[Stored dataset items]
================================

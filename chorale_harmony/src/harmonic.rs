// Per-chord harmonic rules.
//
// For every chord position:
// - all four notes are chord tones of the chord's (degree, quality);
// - the bass carries the tone selected by the inversion state;
// - every chord tone sounds at least once (completeness);
// - doubling follows a table keyed by quality, state and degree (see
//   `doubling_rule`);
// - a diminished triad always sounds exactly three distinct pitch classes.
//
// The root count of every chord is kept as a solver variable: doubling rules
// read it and the cost model charges undoubled roots.
//
// The first-inversion frame rule is the one rule here that looks across
// chords. Around a first-inversion chord that is neither tonal-third nor
// leading-tone, "bass climbs by step into and out of the chord while the
// soprano falls by step into and out of it" holds exactly when the root is
// doubled. It is posted as a pair of indicator equivalences, since the
// motion is unknown until search.

use chorale_search::{Rel, Space, VarId};
use tracing::debug;

use crate::config::RootDoubling;
use crate::network::{Voice, VoicingNetwork};
use crate::progression::{ChordState, ResolvedChord};
use crate::tonality::{ChordQuality, NoteClass, TonalityModel};
use crate::voice_leading::{TransitionRule, transition_rule};

/// The doubling policy for one chord.
#[derive(Debug, Clone, Copy, PartialEq, Eq)]
pub enum DoublingRule {
    /// Fundamental-state major or minor triad: the root should be doubled.
    /// A cost by default, a hard rule under `RootDoubling::Strict`.
    RootDoubled,
    /// The third sounds exactly twice. First-inversion triads with a tonal
    /// third, and the leading-tone triad in fundamental or first inversion.
    ThirdDoubled,
    /// First-inversion triad otherwise: root doubled iff the outer voices
    /// frame the chord in contrary stepwise motion.
    OuterVoiceFrame,
    /// Completeness only (inversions of seventh chords, second inversions,
    /// fundamental augmented and non-leading-tone diminished triads).
    Free,
}

/// Look up the doubling policy for `chord`.
pub fn doubling_rule(chord: &ResolvedChord, key: &dyn TonalityModel) -> DoublingRule {
    let leading_tone_triad = chord.quality == ChordQuality::Diminished && chord.degree == 6;
    match chord.state {
        ChordState::Fundamental if chord.quality.is_consonant_triad() => DoublingRule::RootDoubled,
        ChordState::Fundamental if leading_tone_triad => DoublingRule::ThirdDoubled,
        ChordState::First if !chord.quality.is_seventh() => {
            let tonal_third = key.classify(chord.third() as i32) == NoteClass::Tonal;
            if tonal_third || leading_tone_triad {
                DoublingRule::ThirdDoubled
            } else {
                DoublingRule::OuterVoiceFrame
            }
        }
        _ => DoublingRule::Free,
    }
}

#[derive(Debug, Clone)]
pub struct HarmonicConstraintSet {
    rules: Vec<DoublingRule>,
    root_counts: Vec<VarId>,
}

impl HarmonicConstraintSet {
    pub fn post(
        space: &mut Space,
        net: &VoicingNetwork,
        chords: &[ResolvedChord],
        key: &dyn TonalityModel,
        root_doubling: RootDoubling,
    ) -> Self {
        let n = chords.len();
        let mut rules = Vec::with_capacity(n);
        let mut root_counts = Vec::with_capacity(n);

        for (i, chord) in chords.iter().enumerate() {
            let notes = net.chord_notes(i);
            let pcs = net.chord_pitch_classes(i);

            let tones = key.chord_tones(chord.degree, chord.quality);
            for note in notes {
                space.restrict(note, tones.iter().copied());
            }
            space.restrict(net.pitch_class(Voice::Bass, i), [chord.bass_pitch_class() as i32]);
            for &tone in &chord.tones {
                space.count(&pcs, [tone as i32], Rel::Ge, 1);
            }

            let root_count = space.count_var(&pcs, [chord.root() as i32]);
            let rule = doubling_rule(chord, key);
            match rule {
                DoublingRule::RootDoubled => {
                    let closes_cadence = i > 0
                        && transition_rule(&chords[i - 1], chord) == TransitionRule::DeceptiveCadence;
                    if root_doubling == RootDoubling::Strict && !closes_cadence {
                        space.linear(&[(1, root_count)], Rel::Eq, 2);
                    }
                }
                DoublingRule::ThirdDoubled => {
                    space.count(&pcs, [chord.third() as i32], Rel::Eq, 2);
                }
                DoublingRule::OuterVoiceFrame if i > 0 && i + 1 < n => {
                    post_outer_voice_frame(space, net, i, root_count);
                }
                DoublingRule::OuterVoiceFrame => {
                    space.linear(&[(1, root_count)], Rel::Eq, 1);
                }
                DoublingRule::Free => {}
            }

            if chord.quality == ChordQuality::Diminished {
                let distinct = space.nvalues(&pcs);
                space.linear(&[(1, distinct)], Rel::Eq, 3);
            }

            rules.push(rule);
            root_counts.push(root_count);
        }

        debug!(
            chords = n,
            propagators = space.num_propagators(),
            "harmonic rules posted"
        );
        HarmonicConstraintSet { rules, root_counts }
    }

    pub fn rule(&self, i: usize) -> DoublingRule {
        self.rules[i]
    }

    /// Number of voices on the root of chord `i`.
    pub fn root_count(&self, i: usize) -> VarId {
        self.root_counts[i]
    }
}

/// frame ⇔ root doubled, ¬frame ⇔ single root, where frame means the bass
/// rises 1-2 semitones into and out of chord `i` and the soprano falls 1-2
/// semitones into and out of it.
fn post_outer_voice_frame(space: &mut Space, net: &VoicingNetwork, i: usize, root_count: VarId) {
    let steps = [
        space.reify_member(net.melodic(Voice::Bass, i - 1), [1, 2]),
        space.reify_member(net.melodic(Voice::Bass, i), [1, 2]),
        space.reify_member(net.melodic(Voice::Soprano, i - 1), [-2, -1]),
        space.reify_member(net.melodic(Voice::Soprano, i), [-2, -1]),
    ];
    let frame = space.conjunction(&steps);
    let doubled = space.reify_linear(&[(1, root_count)], Rel::Eq, 2);
    let single = space.reify_linear(&[(1, root_count)], Rel::Eq, 1);
    space.equivalent(frame, doubled);
    space.exclusive(frame, single);
}

#[cfg(test)]
mod tests {
    use super::*;
    use crate::config::VoiceRanges;
    use crate::progression::Progression;
    use crate::tonality::{Mode, Tonality};
    use crate::voice_leading::VoiceLeadingConstraintSet;
    use chorale_search::{SearchOptions, SolveMode, solve};

    fn c_major() -> Tonality {
        Tonality::new(0, Mode::Major).unwrap()
    }

    fn resolve(tokens: &[&str]) -> Vec<ResolvedChord> {
        Progression::parse(tokens).unwrap().resolve(&c_major()).unwrap()
    }

    fn model(tokens: &[&str], policy: RootDoubling) -> (Space, VoicingNetwork, HarmonicConstraintSet) {
        let key = c_major();
        let chords = resolve(tokens);
        let mut space = Space::new();
        let net = VoicingNetwork::build(&mut space, chords.len(), &key, &VoiceRanges::default())
            .unwrap();
        let set = HarmonicConstraintSet::post(&mut space, &net, &chords, &key, policy);
        (space, net, set)
    }

    #[test]
    fn test_rule_table() {
        let key = c_major();
        let chords = resolve(&["0:0", "6:0", "6:1", "1:1", "5:1", "0:1", "4:1:dom7", "2:2"]);
        let rules: Vec<DoublingRule> = chords.iter().map(|c| doubling_rule(c, &key)).collect();
        assert_eq!(
            rules,
            vec![
                DoublingRule::RootDoubled,
                DoublingRule::ThirdDoubled,
                DoublingRule::ThirdDoubled,    // vii°6
                DoublingRule::ThirdDoubled,    // ii6, F is tonal
                DoublingRule::ThirdDoubled,    // vi6, C is tonal
                DoublingRule::OuterVoiceFrame, // I6, E is modal
                DoublingRule::Free,
                DoublingRule::Free,
            ]
        );
    }

    #[test]
    fn test_every_note_is_a_chord_tone() {
        let (space, net, _) = model(&["4:1:dom7"], RootDoubling::Soft);
        let pcs = [7, 11, 2, 5];
        for solution in solve(space, SolveMode::AllSolutions, SearchOptions::default()).unwrap() {
            let notes = solution.assignment.values_of(&net.chord_notes(0));
            assert_eq!(notes[0].rem_euclid(12), 11, "B in the bass");
            for pc in pcs {
                assert!(notes.iter().any(|n| n.rem_euclid(12) == pc), "{notes:?} misses {pc}");
            }
        }
    }

    #[test]
    fn test_leading_tone_triad_doubles_third() {
        let (space, net, _) = model(&["6:0"], RootDoubling::Soft);
        let mut seen = 0;
        for solution in solve(space, SolveMode::AllSolutions, SearchOptions::default()).unwrap() {
            let notes = solution.assignment.values_of(&net.chord_notes(0));
            let thirds = notes.iter().filter(|n| n.rem_euclid(12) == 2).count();
            assert_eq!(thirds, 2, "{notes:?}");
            seen += 1;
        }
        assert!(seen > 0);
    }

    #[test]
    fn test_strict_root_doubling() {
        let (space, net, set) = model(&["0:0"], RootDoubling::Strict);
        assert_eq!(set.rule(0), DoublingRule::RootDoubled);
        for solution in solve(space, SolveMode::AllSolutions, SearchOptions::default()).unwrap() {
            let notes = solution.assignment.values_of(&net.chord_notes(0));
            let roots = notes.iter().filter(|n| n.rem_euclid(12) == 0).count();
            assert_eq!(roots, 2, "{notes:?}");
            assert_eq!(solution.assignment.value(set.root_count(0)), 2);
        }
    }

    #[test]
    fn test_frame_rule_at_edges_forces_single_root() {
        let (space, net, set) = model(&["4:1"], RootDoubling::Soft);
        assert_eq!(set.rule(0), DoublingRule::OuterVoiceFrame);
        for solution in solve(space, SolveMode::AllSolutions, SearchOptions::default()).unwrap() {
            let notes = solution.assignment.values_of(&net.chord_notes(0));
            let roots = notes.iter().filter(|n| n.rem_euclid(12) == 7).count();
            assert_eq!(roots, 1, "{notes:?}");
        }
    }

    #[test]
    fn test_frame_rule_inside_progression() {
        let key = c_major();
        let chords = resolve(&["1:0", "0:1", "3:0"]);
        let mut space = Space::new();
        let net = VoicingNetwork::build(&mut space, chords.len(), &key, &VoiceRanges::default())
            .unwrap();
        let set = HarmonicConstraintSet::post(&mut space, &net, &chords, &key, RootDoubling::Soft);
        VoiceLeadingConstraintSet::post(&mut space, &net, &chords, &key);
        assert_eq!(set.rule(1), DoublingRule::OuterVoiceFrame);

        let (mut framed, mut unframed) = (0, 0);
        for solution in solve(space, SolveMode::AllSolutions, SearchOptions::default()).unwrap() {
            let a = &solution.assignment;
            let bass: Vec<i32> = (0..3).map(|i| a.value(net.note(Voice::Bass, i))).collect();
            let soprano: Vec<i32> = (0..3).map(|i| a.value(net.note(Voice::Soprano, i))).collect();
            let frame = (0..2).all(|i| {
                matches!(bass[i + 1] - bass[i], 1 | 2) && matches!(soprano[i + 1] - soprano[i], -2 | -1)
            });
            let roots = a
                .values_of(&net.chord_notes(1))
                .iter()
                .filter(|n| n.rem_euclid(12) == 0)
                .count();
            assert_eq!(roots, if frame { 2 } else { 1 }, "bass {bass:?}, soprano {soprano:?}");
            if frame {
                framed += 1;
            } else {
                unframed += 1;
            }
        }
        assert!(framed > 0);
        assert!(unframed > 0);
    }
}
// Finite-domain constraint solver for small combinatorial models.
//
// The crate provides exactly what a rule-based model needs from a solver:
// integer variables with bitset domains (`domain.rs`), a propagation store
// with copy-on-branch cloning (`space.rs`), a library of propagators and the
// `Space` methods that post them (`propagators.rs`), branching heuristics
// (`branch.rs`), and depth-first / branch-and-bound search exposed as a lazy
// iterator of solutions (`search.rs`).
//
// Typical use:
//
//     let mut space = Space::new();
//     let x = space.int_var(0, 9);
//     let y = space.int_var(0, 9);
//     space.linear(&[(1, x), (1, y)], Rel::Eq, 9);
//     space.minimize_lex(vec![x]);
//     let best = solve(space, SolveMode::BestByLexCost, SearchOptions::default())?.last();
//
// Everything is single-threaded and deterministic: the same model, options
// and seed always produce the same sequence of solutions.

pub mod branch;
pub mod domain;
pub mod propagators;
pub mod search;
pub mod space;

pub use branch::{ValueSelection, VarSelection};
pub use domain::Domain;
pub use propagators::Rel;
pub use search::{SearchError, SearchOptions, SearchStats, Solution, Solutions, SolveMode, solve};
pub use space::{Assignment, Space, Status, VarId};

================================

_Work request_. What is needed is a verbatim copy of every line in the records above from the one containing "self.root_counts[i]" down to the one containing "fn post_outer_voice_frame(space: &mut", both included, and nothing more.

_Output_.
        self.root_counts[i]
    }
}

/// frame ⇔ root doubled, ¬frame ⇔ single root, where frame means the bass
/// rises 1-2 semitones into and out of chord `i` and the soprano falls 1-2
/// semitones into and out of it.
fn post_outer_voice_frame(space: &mut Space, net: &VoicingNetwork, i: usize, root_count: VarId) {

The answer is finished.